For multi-dimensional arrays, the same rules apply. Given the array int arr[x][y], an array pointer to this type will be int(*arr_ptr)[x][y] = &arr;. Accessing the contents *arr_ptr will give you a two-dimensional array, which is equivalent to an array of arrays. (*arr_ptr)[0] will therefore give the first array in the array of arrays. The usual rule for any array name when used in an expression, is that it "decays" into a pointer to the first element. Same applies here, so (*arr_ptr)[0] will therefore also be the same as a pointer to the first element in the first array. And (*arr_ptr)[0][0] will give the first element of the first array.

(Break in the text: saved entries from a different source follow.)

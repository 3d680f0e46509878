// Database Interface - typed repository operations for the blog
// Implementations own the schema; callers never see SQL

use async_trait::async_trait;

use crate::error::AppResult;
use crate::models::{
    CommentId, CommentView, Follow, Group, GroupId, NewComment, NewPost, Post, PostChanges,
    PostId, PostView, User, UserId,
};

/// Which posts a listing covers. Every listing is ordered newest first.
#[derive(Debug, Clone, Copy, PartialEq, Eq)]
pub enum PostFilter {
    All,
    Group(GroupId),
    Author(UserId),
    /// Posts by any author the given user follows.
    FollowedBy(UserId),
}

#[async_trait]
pub trait BlogStore: Send + Sync {
    // Users
    async fn create_user(&self, username: &str, display_name: &str) -> AppResult<User>;
    async fn find_user_by_username(&self, username: &str) -> AppResult<Option<User>>;

    // Groups
    async fn create_group(&self, slug: &str, title: &str, description: &str) -> AppResult<Group>;
    async fn get_group(&self, id: GroupId) -> AppResult<Option<Group>>;
    async fn find_group_by_slug(&self, slug: &str) -> AppResult<Option<Group>>;
    async fn list_groups(&self) -> AppResult<Vec<Group>>;

    // Posts
    async fn insert_post(&self, post: NewPost) -> AppResult<PostId>;
    /// Returns false when no post has that id.
    async fn update_post(&self, id: PostId, changes: PostChanges) -> AppResult<bool>;
    async fn get_post(&self, id: PostId) -> AppResult<Option<Post>>;
    async fn get_post_view(&self, id: PostId) -> AppResult<Option<PostView>>;
    async fn count_posts(&self, filter: PostFilter) -> AppResult<u64>;
    async fn list_posts(&self, filter: PostFilter, limit: u64, offset: u64)
        -> AppResult<Vec<PostView>>;

    // Comments
    async fn insert_comment(&self, comment: NewComment) -> AppResult<CommentId>;
    /// Oldest first.
    async fn list_comments(&self, post_id: PostId) -> AppResult<Vec<CommentView>>;

    // Follow edges
    /// Returns true when a new edge was written, false when it already existed.
    async fn insert_follow(&self, follow: Follow) -> AppResult<bool>;
    /// Returns true when an edge was removed.
    async fn delete_follow(&self, follow: Follow) -> AppResult<bool>;
    async fn follow_exists(&self, follow: Follow) -> AppResult<bool>;
    async fn count_followers(&self, author_id: UserId) -> AppResult<u64>;
    async fn count_following(&self, follower_id: UserId) -> AppResult<u64>;
}
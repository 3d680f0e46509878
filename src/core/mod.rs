// Core primitives shared by services and handlers

pub mod pagination;

pub use pagination::{Page, Paginator};
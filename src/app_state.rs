// AppState - shared handles cloned into every request
use std::sync::Arc;

use crate::config::Config;
use crate::error::AppResult;
use crate::infrastructure::{BlogStore, MediaStorage, PageCache, SqliteStore};
use crate::services::{FeedService, PostService};

#[derive(Clone)]
pub struct AppState {
    pub store: Arc<dyn BlogStore>,
    pub feed: FeedService,
    pub posts: PostService,
    pub page_cache: Arc<PageCache>,
    pub media: MediaStorage,
    pub config: Arc<Config>,
}

impl AppState {
    pub async fn new(config: Config) -> AppResult<Self> {
        // Initialize database
        let store = SqliteStore::connect(&config.database.url, config.database.max_connections)
            .await?;
        Ok(Self::with_store(config, Arc::new(store)))
    }

    /// Wire services around an existing store, e.g. an in-memory one in tests.
    pub fn with_store(config: Config, store: Arc<dyn BlogStore>) -> Self {
        let media = MediaStorage::new(config.media.root.clone());
        let page_cache = Arc::new(PageCache::new(
            config.cache.capacity,
            config.index_cache_ttl(),
        ));

        Self {
            feed: FeedService::new(store.clone(), config.site.page_size),
            posts: PostService::new(store.clone(), media.clone()),
            store,
            page_cache,
            media,
            config: Arc::new(config),
        }
    }
}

Now this syntax (*arr_ptr)[0][0] looks a bit hard to read; to get the first item of a 2D array, we are used at writing just arr[0][0]. So when declaring the array pointer, there is a handy trick. Instead of declaring the complete and correct array pointer: int(*matrix)[x][y], an array pointer to a 2D array of dimensions x*y, we instead declare it as int(*matrix)[y], which is an array pointer to a 1D array with dimension y. It will point at the first item in the 2D array, which is a 1D array of size y. We know that the 2D array contains x such items.
And because of this trick, we'll now be able to use the array pointer with the same syntax as when accessing a 2D array, namely matrix[i][j], rather than the hard-to-read (*matrix)[i][j].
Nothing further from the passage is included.